Thursday, July 31, 2008

Samara - The Great Houdini


Allow me a little space to comment here.

Worldspace is an amazing company. Every 6 months there seems to be a different business plan. Now, of course, Worldspace isn't Worldspace any longer, it has been rebranded in the middle of July as www.1worldspace.com. Please explain. Why on earth was that necessary?

In the meantime, listeners in Europe are being told that Southern Europe is, in fact, the future target area for this system (rather than Africa or South Asia) and that by the end of the year the current Afrispace satellite will really be targeting Italy.

Just to confuse us, Worldspace satellite receiver owners in Northern Europe and Africa, there is a list of stations that we can receive (temporarily) free of charge while they re-position the old Afrispace satellite and re-vamp the software.

We're offered just one receiver in Europe to pick up 16 radio stations- nearly all of which can be listened to on the Internet (www.reciva.com and their rivals have at least 10,000 stations each). That's an expensive radio (one-year subscription + radio for US$249.88) for the number of possible channels you can receive - all in English.

Ah, but wait, I hear you cry, Internet wifi radio isn't portable outside the house. But neither is any Worldspace receiver despite the claims in the early days. My Worldspace receiver has a small satellite dish which has to be pointed accurately at a 7 degree angle towards the geostationary satellite. Does my obsolete-but-functioning Worldspace radio (or the ONLY one we see on the newly designed website or perhaps the one in India) work in the car? Er, no. There are two Worldspace compatible radios left on the market. Can you use them indoors? Yes, providing you can put a small satellite dish on the window and see the Worldspace satellite directly. No buildings or trees in the way.

Noah A. Samara has been the head of Worldspace since it started - and it has always amazed me how he can bring financing out of the hat to keep the system limping along. He knows more tricks than the great Houdini. But how long can the fantasy remain in orbit? There are few new programmes, no metadata or EPG (sorry - an evergreen listing doesn't count any longer as an electronic programme guide) as we're seeing elsewhere in the world. It is all like an early 1990's time-warp.

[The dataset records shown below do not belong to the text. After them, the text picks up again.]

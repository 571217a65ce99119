//! A dynamically typed element.

use std::borrow::Cow;
use std::fmt;

use super::{Element, TypeTag, describe};

/// A dynamically typed element for heterogeneous sequences.
///
/// `Value` lets a single `Vec` hold nils, booleans, numbers, text and nested
/// lists, which is what truthiness and type-tag matching are usually
/// exercised against.
///
/// # Examples
///
/// ```rust
/// use enumerables::{Element, TypeTag, Value};
///
/// let values = vec![Value::Nil, Value::from(true), Value::from(99)];
///
/// assert!(!values[0].is_truthy());
/// assert!(values[1].is_truthy());
/// assert!(values[2].is_a(TypeTag::Numeric));
/// assert_eq!(values[2].to_string(), "99");
/// ```
#[derive(Debug, Clone, PartialEq, Default)]
#[cfg_attr(feature = "serde", derive(serde::Serialize, serde::Deserialize))]
#[cfg_attr(feature = "serde", serde(untagged))]
pub enum Value {
    /// The absent value.
    #[default]
    Nil,
    /// A boolean.
    Boolean(bool),
    /// A signed integer.
    Integer(i64),
    /// A floating point number.
    Float(f64),
    /// A string.
    Text(String),
    /// A nested sequence of values.
    List(Vec<Value>),
}

impl Value {
    /// Returns `true` for [`Value::Nil`].
    #[must_use]
    pub const fn is_nil(&self) -> bool {
        matches!(self, Self::Nil)
    }

    /// Returns a short description of the variant, used in error messages.
    #[must_use]
    pub const fn kind(&self) -> &'static str {
        match self {
            Self::Nil => "nil",
            Self::Boolean(_) => "boolean",
            Self::Integer(_) => "integer",
            Self::Float(_) => "float",
            Self::Text(_) => "text",
            Self::List(_) => "list",
        }
    }
}

impl Element for Value {
    fn is_truthy(&self) -> bool {
        !matches!(self, Self::Nil | Self::Boolean(false))
    }

    fn text(&self) -> Option<Cow<'_, str>> {
        match self {
            Self::Nil => None,
            Self::Boolean(value) => value.text(),
            Self::Integer(value) => value.text(),
            Self::Float(value) => value.text(),
            Self::Text(value) => Some(Cow::Borrowed(value.as_str())),
            Self::List(values) => values.text(),
        }
    }

    fn is_a(&self, tag: TypeTag) -> bool {
        match self {
            Self::Nil => matches!(tag, TypeTag::Object | TypeTag::Nil),
            Self::Boolean(value) => value.is_a(tag),
            Self::Integer(value) => value.is_a(tag),
            Self::Float(value) => value.is_a(tag),
            Self::Text(value) => value.is_a(tag),
            Self::List(values) => values.is_a(tag),
        }
    }
}

impl fmt::Display for Value {
    fn fmt(&self, formatter: &mut fmt::Formatter<'_>) -> fmt::Result {
        formatter.write_str(&describe(self))
    }
}

impl From<bool> for Value {
    fn from(value: bool) -> Self {
        Self::Boolean(value)
    }
}

impl From<i32> for Value {
    fn from(value: i32) -> Self {
        Self::Integer(i64::from(value))
    }
}

impl From<i64> for Value {
    fn from(value: i64) -> Self {
        Self::Integer(value)
    }
}

impl From<f64> for Value {
    fn from(value: f64) -> Self {
        Self::Float(value)
    }
}

impl From<&str> for Value {
    fn from(value: &str) -> Self {
        Self::Text(value.to_string())
    }
}

impl From<String> for Value {
    fn from(value: String) -> Self {
        Self::Text(value)
    }
}

impl<T: Into<Self>> From<Option<T>> for Value {
    fn from(value: Option<T>) -> Self {
        value.map_or(Self::Nil, Into::into)
    }
}

impl<T: Into<Self>> From<Vec<T>> for Value {
    fn from(values: Vec<T>) -> Self {
        Self::List(values.into_iter().map(Into::into).collect())
    }
}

To cap it all, Worldspace is recruiting. As the website says - "Good Luck".


3 comments:

Jay said...

The Worldspace folks had called me (I am a customer), probably to inform me of the changes. But couldnt take the call as I was driving. As you have pointed out, one major disadvantage is that "the current generation of WS is not mobile", as they say. Probably WS could have been a success here in India, but they came in a bit late, when the state opened up the FM band to private sector. Else they would have been a huge success here. They still have moderate success, I guess, as my impression of listener base goes. But that consists more of specific music genre buffs and people in remote areas where private FM has still not reached.

Jonathan Marks said...

I agree with you entirely Jay. Things will get more difficult as FM spreads - assuming Worldspace lasts that long.

Anonymous said...

If you work really cheap you can be on the air at worldspace. Hard to imagine Noah's get some cash from the merger of XM into Sirius. As he was in on the early days of XM, as this sat radio thing was his from day one. But now the banks have em and they will squeeze him dry. Good thing he got a sweetheart deal to move from DC to Montgomery County MD. (Silver Spring where BBC and Discovery are).